Bem, o fato é que perdi duas horas da minha vida assistindo esse filme. E olha que sou eclético e adoro todos os tipos de filmes: os que fazem pensar, os que fazem chorar, os que fazem rir, os de ação… e por isso acho que cada filme deve ser analisado segundo o “estilo” que segue. É difícil eu achar um filme totalmente ruim; geralmente isso acontece quando me arrependo totalmente de ter gasto algum dinheiro indo ao cinema para vê-lo ou alugando/comprando o DVD. Respeito a grande maioria que aprova este filme (no site e-pipoca a nota dele é 9,4) mas sinceramente, achei o filme confuso, sem sentido, as três estórias confundiram minha cabeça e no final não cheguei a conclusão nenhuma e não entendi que mensagem o filme quis passar.
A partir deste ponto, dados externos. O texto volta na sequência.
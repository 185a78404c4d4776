//! Process-wide error domain registry.
//!
//! A structured error type crosses the process boundary as its domain
//! identifier, a numeric code, a description and its encoded fields. The
//! receiving process rebuilds the original type only if that domain was
//! registered there; otherwise the caller sees [`XpcError::Unknown`] with
//! the description alone.
//!
//! The registry lives for the whole process. Registering the same domain
//! again replaces its decoder and leaves already-decoded errors untouched.

use std::any::Any;
use std::collections::HashMap;
use std::fmt;
use std::sync::{Arc, LazyLock, PoisonError, RwLock};

use serde::de::DeserializeOwned;
use serde::Serialize;
use tracing::debug;
use xpckit_object::{from_object, to_object, BridgeError, XpcObject};

use crate::error::XpcError;

/// Domain identifier reserved for xpckit's own error taxonomy.
pub const BUILTIN_DOMAIN: &str = "xpckit";

/// A structured error type that can be sent across the connection.
///
/// ```ignore
/// #[derive(Debug, thiserror::Error, Serialize, Deserialize)]
/// #[error("quota exceeded: {used}/{limit}")]
/// struct QuotaExceeded { used: u64, limit: u64 }
///
/// impl ErrorDomain for QuotaExceeded {
///     const DOMAIN: &'static str = "com.example.quota";
/// }
///
/// register_domain::<QuotaExceeded>();
/// ```
pub trait ErrorDomain:
    std::error::Error + Serialize + DeserializeOwned + Send + Sync + 'static
{
    /// Stable identifier shared by both processes.
    const DOMAIN: &'static str;

    /// Numeric code within the domain.
    fn code(&self) -> i64 {
        0
    }
}

type Decoder = fn(XpcObject) -> Result<Arc<dyn Any + Send + Sync>, BridgeError>;

static REGISTRY: LazyLock<RwLock<HashMap<String, Decoder>>> =
    LazyLock::new(|| RwLock::new(HashMap::new()));

fn decode_as<E: ErrorDomain>(fields: XpcObject) -> Result<Arc<dyn Any + Send + Sync>, BridgeError> {
    let value: E = from_object(fields)?;
    Ok(Arc::new(value))
}

/// Register `E` so errors of its domain are rebuilt as `E` on receipt.
pub fn register_domain<E: ErrorDomain>() {
    let previous = REGISTRY
        .write()
        .unwrap_or_else(PoisonError::into_inner)
        .insert(E::DOMAIN.to_string(), decode_as::<E>);
    debug!(
        domain = E::DOMAIN,
        replaced = previous.is_some(),
        "registered error domain"
    );
}

/// Whether `domain` has a registered decoder in this process.
pub fn is_registered(domain: &str) -> bool {
    REGISTRY
        .read()
        .unwrap_or_else(PoisonError::into_inner)
        .contains_key(domain)
}

/// All registered domain identifiers, sorted.
pub fn registered_domains() -> Vec<String> {
    let mut domains: Vec<String> = REGISTRY
        .read()
        .unwrap_or_else(PoisonError::into_inner)
        .keys()
        .cloned()
        .collect();
    domains.sort();
    domains
}

fn lookup(domain: &str) -> Option<Decoder> {
    REGISTRY
        .read()
        .unwrap_or_else(PoisonError::into_inner)
        .get(domain)
        .copied()
}

/// An error from an application-defined domain.
///
/// Built locally with [`XpcError::domain`], or rebuilt from a reply through
/// the registry. [`DomainError::downcast_ref`] recovers the typed value.
#[derive(Clone)]
pub struct DomainError {
    domain: String,
    code: i64,
    description: String,
    fields: XpcObject,
    value: Option<Arc<dyn Any + Send + Sync>>,
}

impl DomainError {
    /// Wrap a typed domain error, encoding its fields for sending.
    pub fn new<E: ErrorDomain>(err: E) -> Result<Self, BridgeError> {
        let fields = to_object(&err)?;
        Ok(Self {
            domain: E::DOMAIN.to_string(),
            code: err.code(),
            description: err.to_string(),
            fields,
            value: Some(Arc::new(err)),
        })
    }

    /// Identifier of the domain this error belongs to.
    pub fn domain(&self) -> &str {
        &self.domain
    }

    pub fn code(&self) -> i64 {
        self.code
    }

    pub fn description(&self) -> &str {
        &self.description
    }

    /// The encoded field set.
    pub fn fields(&self) -> &XpcObject {
        &self.fields
    }

    /// The typed error, if it is an `E`.
    pub fn downcast_ref<E: ErrorDomain>(&self) -> Option<&E> {
        if self.domain != E::DOMAIN {
            return None;
        }
        self.value.as_deref()?.downcast_ref::<E>()
    }
}

impl fmt::Debug for DomainError {
    fn fmt(&self, f: &mut fmt::Formatter<'_>) -> fmt::Result {
        f.debug_struct("DomainError")
            .field("domain", &self.domain)
            .field("code", &self.code)
            .field("description", &self.description)
            .field("fields", &self.fields)
            .finish()
    }
}

impl fmt::Display for DomainError {
    fn fmt(&self, f: &mut fmt::Formatter<'_>) -> fmt::Result {
        f.write_str(&self.description)
    }
}

impl std::error::Error for DomainError {}

impl XpcError {
    /// Wrap a domain error for returning from a handler.
    ///
    /// If the value cannot be encoded, the encode failure is returned instead.
    pub fn domain<E: ErrorDomain>(err: E) -> Self {
        match DomainError::new(err) {
            Ok(domain) => XpcError::Domain(domain),
            Err(err) => err.into(),
        }
    }

    /// The typed domain error carried by this error, if it is an `E`.
    pub fn downcast_ref<E: ErrorDomain>(&self) -> Option<&E> {
        match self {
            XpcError::Domain(domain) => domain.downcast_ref::<E>(),
            _ => None,
        }
    }
}

/// Rebuild an error reply from a non-builtin domain.
///
/// Unregistered domains and fields that fail to decode both degrade to
/// [`XpcError::Unknown`].
pub(crate) fn decode_domain_error(
    domain: String,
    code: i64,
    description: String,
    fields: XpcObject,
) -> XpcError {
    let Some(decoder) = lookup(&domain) else {
        debug!(%domain, "error domain not registered; reporting opaque error");
        return XpcError::unknown(description);
    };
    match decoder(fields.clone()) {
        Ok(value) => XpcError::Domain(DomainError {
            domain,
            code,
            description,
            fields,
            value: Some(value),
        }),
        Err(err) => {
            debug!(%domain, error = %err, "error fields did not decode; reporting opaque error");
            XpcError::unknown(description)
        }
    }
}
Por isso não pensei duas vezes em “dar de presente” este DVD a um amigo que tenho que acabou de comprar seu DVD-Player e precisa começar a montar sua coleção. Só espero não ter perdido o amigo. De qualquer modo, pelo elenco que tem, se alguém conseguir me explicar o sentido do filme, talvez eu reveja minha opinião sobre ele.

Nota 6.0 – **

Veja abaixo o trailer original do filme (com legendas em português)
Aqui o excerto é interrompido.